The circus started under cloudy skys on a chilly Marina Green with fans crowded around the team RV's eagerly awaiting views of their cycling heros. About 45 minutes before the 11:00 AM start the Hincapie's, Boonan's, Sagan's, Leipheimer's, Horner's and other thick-legged riders emerged to greet the assembled fan-arazzi and pick up their featherweight carbon fiber steeds.
It's pretty cool to mingle this closely with the top riders in the sport but I'm sure that's partly due to the presence of a few hundred fans............not a few hundred thousand. Like the rest of the adoring crowd I snapped the requisite photos and had a serious bout of bicycle-envy before riding out to the course to get some action photos.

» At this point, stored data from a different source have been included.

use super::connection::SocketConnection;
use super::heartbeat::SocketHeartbeat;
use super::options::SupabaseOptions;
use super::protocol::{JoinPayload, PhoenixMessage, SystemPayload};
use super::rest::RestClient;
use crate::channel::{PostgresChangesMessage, TableFilter};
use crate::infrastructure::TaskManager;
use crate::remote::{RemoteService, TransportEvent};
use crate::types::{REALTIME_TOPIC_PREFIX, Result, channel_events, phoenix_events};
use async_trait::async_trait;
use futures::StreamExt;
use futures::stream::SplitStream;
use serde_json::Value;
use std::collections::HashMap;
use std::sync::{Arc, Mutex, PoisonError, Weak};
use tokio::net::TcpStream;
use tokio::sync::{RwLock, mpsc};
use tokio_tungstenite::{MaybeTlsStream, WebSocketStream, tungstenite::Message};

type WsStream = SplitStream<WebSocketStream<MaybeTlsStream<TcpStream>>>;

const CHANNEL_BUFFER: usize = 256;

/// Where frames for one joined topic go.
struct ChannelRoute {
    join_ref: String,
    events: mpsc::Sender<TransportEvent>,
}

struct SocketShared {
    options: SupabaseOptions,
    connection: Arc<SocketConnection>,
    /// Keyed by full topic (`realtime:<name>`)
    routes: RwLock<HashMap<String, ChannelRoute>>,
    connect_lock: tokio::sync::Mutex<()>,
    tasks: Mutex<TaskManager>,
}

/// [`RemoteService`] backed by a Supabase project: realtime channels over
/// one lazily opened Phoenix socket, writes and RPC over PostgREST.
pub struct SupabaseService {
    rest: RestClient,
    socket: Arc<SocketShared>,
}

impl SupabaseService {
    pub fn new(options: SupabaseOptions) -> Result<Self> {
        // Fail early on a bad URL or missing key
        options.realtime_url()?;
        let rest = RestClient::new(&options)?;
        Ok(Self {
            rest,
            socket: Arc::new(SocketShared {
                options,
                connection: Arc::new(SocketConnection::new()),
                routes: RwLock::new(HashMap::new()),
                connect_lock: tokio::sync::Mutex::new(()),
                tasks: Mutex::new(TaskManager::new()),
            }),
        })
    }

    pub fn is_connected(&self) -> bool {
        self.socket.connection.is_open()
    }

    /// Close the socket. Open channels observe `Errored` and the next
    /// `open_channel` reconnects.
    pub async fn disconnect(&self) -> Result<()> {
        self.socket.connection.close().await
    }
}

impl Drop for SupabaseService {
    fn drop(&mut self) {
        self.socket
            .tasks
            .lock()
            .unwrap_or_else(PoisonError::into_inner)
            .abort_all();
    }
}

impl SocketShared {
    async fn ensure_connected(self: &Arc<Self>) -> Result<()> {
        let _connecting = self.connect_lock.lock().await;
        if self.connection.is_open() {
            return Ok(());
        }

        let url = self.options.realtime_url()?;
        tracing::info!("Connecting to {}", url.host_str().unwrap_or_default());
        self.connection
            .set_state(super::connection::ConnectionState::Connecting);
        let (ws_stream, _) = match tokio_tungstenite::connect_async(url.as_str()).await {
            Ok(connected) => connected,
            Err(e) => {
                self.connection.reset().await;
                return Err(e.into());
            }
        };
        let (write_half, read_half) = ws_stream.split();
        self.connection.attach(write_half).await;

        let read_task = Self::read_loop(Arc::downgrade(self), read_half);
        let heartbeat = SocketHeartbeat::new(Arc::downgrade(&self.connection))
            .with_interval(self.options.heartbeat_interval())
            .spawn();
        {
            let mut tasks = self.tasks.lock().unwrap_or_else(PoisonError::into_inner);
            tasks.spawn(read_task);
            tasks.track(heartbeat);
        }

        tracing::info!("Connected to realtime server");
        Ok(())
    }

    async fn read_loop(shared: Weak<Self>, mut read_half: WsStream) {
        tracing::info!("Starting read task");
        while let Some(frame) = read_half.next().await {
            let Some(shared) = shared.upgrade() else {
                return;
            };
            match frame {
                Ok(Message::Text(text)) => match serde_json::from_str::<PhoenixMessage>(&text) {
                    Ok(message) => shared.dispatch(message).await,
                    Err(e) => tracing::error!("Failed to parse message: {} - Raw: {}", e, text),
                },
                Ok(Message::Close(frame)) => {
                    match frame {
                        Some(close_frame) => tracing::warn!(
                            "Server closed connection: code={:?}, reason='{}'",
                            close_frame.code,
                            close_frame.reason
                        ),
                        None => tracing::warn!("Server closed connection without close frame"),
                    }
                    break;
                }
                Ok(Message::Binary(data)) => {
                    tracing::warn!("Received unexpected binary message ({} bytes)", data.len());
                }
                Ok(_) => {}
                Err(e) => {
                    tracing::error!("WebSocket read error: {}", e);
                    break;
                }
            }
        }

        if let Some(shared) = shared.upgrade() {
            shared.connection.reset().await;
            shared.fail_all_routes("socket closed").await;
        }
        tracing::info!("Read task finished");
    }

    async fn dispatch(&self, message: PhoenixMessage) {
        if message.is_heartbeat_reply() {
            if let Some(r#ref) = &message.r#ref
                && self.connection.ack_heartbeat(r#ref)
            {
                tracing::debug!("Received heartbeat ack for ref {}", r#ref);
            }
            return;
        }

        let (join_ref, events) = {
            let routes = self.routes.read().await;
            match routes.get(&message.topic) {
                Some(route) => (route.join_ref.clone(), route.events.clone()),
                None => {
                    tracing::debug!("Dropping {} for unknown topic {}", message.event, message.topic);
                    return;
                }
            }
        };

        // Frames from a previous join of the same topic are stale
        if let Some(frame_join_ref) = &message.join_ref
            && *frame_join_ref != join_ref
        {
            return;
        }

        let Some(event) = Self::to_transport_event(&message, &join_ref) else {
            return;
        };
        let closing = matches!(event, TransportEvent::Closed);
        if events.send(event).await.is_err() || closing {
            self.routes.write().await.remove(&message.topic);
        }
    }

    fn to_transport_event(message: &PhoenixMessage, join_ref: &str) -> Option<TransportEvent> {
        match message.event.as_str() {
            phoenix_events::REPLY => {
                if message.r#ref.as_deref() != Some(join_ref) {
                    return None;
                }
                let reply = message.reply()?;
                if reply.is_ok() {
                    Some(TransportEvent::Subscribed)
                } else {
                    Some(TransportEvent::Errored(reply.reason()))
                }
            }
            phoenix_events::ERROR => Some(TransportEvent::Errored("channel error".to_string())),
            phoenix_events::CLOSE => Some(TransportEvent::Closed),
            channel_events::POSTGRES_CHANGES => {
                match serde_json::from_value::<PostgresChangesMessage>(message.payload.clone()) {
                    Ok(change) => Some(TransportEvent::Change(change.data)),
                    Err(e) => {
                        tracing::error!("Malformed postgres_changes payload: {}", e);
                        None
                    }
                }
            }
            channel_events::SYSTEM => {
                let system: SystemPayload = serde_json::from_value(message.payload.clone()).ok()?;
                if system.status == "error" {
                    Some(TransportEvent::Errored(system.message))
                } else {
                    tracing::debug!(topic = %message.topic, "System: {}", system.message);
                    None
                }
            }
            other => {
                tracing::debug!(topic = %message.topic, "Ignoring {} frame", other);
                None
            }
        }
    }

    async fn fail_all_routes(&self, reason: &str) {
        let routes: Vec<ChannelRoute> = self.routes.write().await.drain().map(|(_, r)| r).collect();
        for route in routes {
            let _ = route
                .events
                .send(TransportEvent::Errored(reason.to_string()))
                .await;
        }
    }
}

#[async_trait]
impl RemoteService for SupabaseService {
    async fn open_channel(
        &self,
        name: &str,
        filters: &[TableFilter],
    ) -> Result<mpsc::Receiver<TransportEvent>> {
        self.socket.ensure_connected().await?;

        let topic = format!("{}{}", REALTIME_TOPIC_PREFIX, name);
        let join_ref = self.socket.connection.make_ref();
        let payload =
            JoinPayload::postgres_changes(filters, self.socket.options.access_token.clone());
        let frame = PhoenixMessage::join(topic.clone(), &payload, join_ref.clone())?;

        let (tx, rx) = mpsc::channel(CHANNEL_BUFFER);
        self.socket.routes.write().await.insert(
            topic.clone(),
            ChannelRoute {
                join_ref,
                events: tx,
            },
        );
        if let Err(e) = self.socket.connection.send(&frame).await {
            self.socket.routes.write().await.remove(&topic);
            return Err(e);
        }
        tracing::debug!("Joining {}", topic);
        Ok(rx)
    }

    async fn close_channel(&self, name: &str) -> Result<()> {
        let topic = format!("{}{}", REALTIME_TOPIC_PREFIX, name);
        let removed = self.socket.routes.write().await.remove(&topic);
        if removed.is_some() && self.socket.connection.is_open() {
            let r#ref = self.socket.connection.make_ref();
            self.socket
                .connection
                .send(&PhoenixMessage::leave(topic, r#ref))
                .await?;
        }
        Ok(())
    }

    async fn insert(&self, table: &str, row: Value) -> Result<Value> {
        self.rest.insert(table, row).await
    }

    async fn upsert(&self, table: &str, row: Value, on_conflict: &str) -> Result<()> {
        self.rest.upsert(table, row, on_conflict).await
    }

    async fn rpc(&self, function: &str, params: Value) -> Result<Value> {
        self.rest.rpc(function, params).await
    }

    fn beacon(&self, table: &str, row: Value, on_conflict: &str) {
        let Ok(runtime) = tokio::runtime::Handle::try_current() else {
            tracing::warn!("No runtime available, dropping beacon to {}", table);
            return;
        };
        let rest = self.rest.clone();
        let table = table.to_string();
        let on_conflict = on_conflict.to_string();
        runtime.spawn(async move {
            if let Err(e) = rest.upsert(&table, row, &on_conflict).await {
                tracing::warn!("Beacon to {} failed: {}", table, e);
            }
        });
    }
}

10 minutes before the race start fellow Iron Data Thirsty Bear Cycling Team members Hans Gouwens, Phil Hynes, Tanya Fredricks and I sped off to the Legion of Honor to stake out a good viewing spot. Soon after our arrival the entourage arrived astride motorcycles, cars, trucks, vans and bicycle. First cops, then VIP cars, race officials, race referees, more cops, 75 BICYCLE RACERS, more officials, more referees, teams cars, ambulances, "broom wagons", sweep vehicles and finally......cops. As the final vehicle passed a course marshall jumped into a nearby van, yelled "see you next year" and drove off in pursuit of America's largest cycling circus.

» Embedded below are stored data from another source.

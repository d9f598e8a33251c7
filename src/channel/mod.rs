// Module declarations
mod core;
mod descriptor;
mod postgres_changes;
mod state;

// Public API exports
pub use self::core::{ChannelMultiplexer, Connectivity, MultiplexerOptions, Subscription};
pub use descriptor::{ChannelKey, KnownTables, ParticipantFilter, SubscriptionDescriptor, TableFilter};
pub use postgres_changes::{ColumnInfo, PostgresChangesMessage, PostgresChangesPayload};
pub use state::{ChannelHandle, HandleStatus, SubscriberCallback, SubscriberId};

Well then, that was exciting. From there Hans, Tanya, Phil and I followed the course South onto Rt. 1 along the far West edge of San Francisco. Near the Zoo we picked up fellow teammate Duane Coughlin and continued down what is frankly not a very nice road for cycling. Ok yes, it has a shoulder but for all intents and purposes Rt. 1 is a highway with cars zipping past at 55+ mph. In San Bruno the team turned East while I continued South for another 40 miles of riding back to Mountain View. Just about the time I was going to completely disavow bicycle riding in or near San Francisco the entrance to paradise - a separated bicycle path appeared - the Crystal Springs Regional Trail. From there is was a decidedly more pleasant ride home. Monday DONE!
Originally planned to ride down to San Jose to watch stage 3 of the Amgen Tour of California but after Monday's 65 mile all day excursion I thought it would be best to get back to running training. I kicked off the day with an easy 8 mile run along the Bay Trail after dropping Kelly off at her place of employment.
In the evening I met up with Jon Kimura, his Lockheed co-workers and my NB Excelsior team-mates Dan Rhodes & Andy Crawford for our weekly track workout. It was pretty uneventful and typically painful - four sets of 200, 200, 400 with full rest. Also typical was the running order - Lockheed out front, then young Andy, then me with Dan bringing up the rear. The Lockheed guys have all been training hard for the track season since December while us old, road racing Excelsior guys were there to grow some fast-twitch muscle fibers. Success is just showing up and suffering. Mission accomplished. Tuesday DONE.
Wednesday is usually the peanut butter & jelly in my speed (Tuesday) and hill work (Thursday) sandwich. That is to say I usually take it easy and run and/or ride long. Today I did keep the effort level low but went out into the hills in search of shade and elevation gain for the Strive for the Summit Challenge. A world away from Silicon Valley but only 5 miles distant lies Redwood Gulch Road. Looking like a shooting location from Deliverance, Redwood Gulch rises up from a deep wooded valley created by the San Andreas Fault and is known only to cyclists, runners and marijuana growers. It was here where I started my 12 mile road / trail run that covered 2600' of vertical climb and descent. Except for the descent on busy Rt. 9 it was a quiet run with not another soul to be seen. Which was a good thing cause I ain't partial to squealing like a piggy.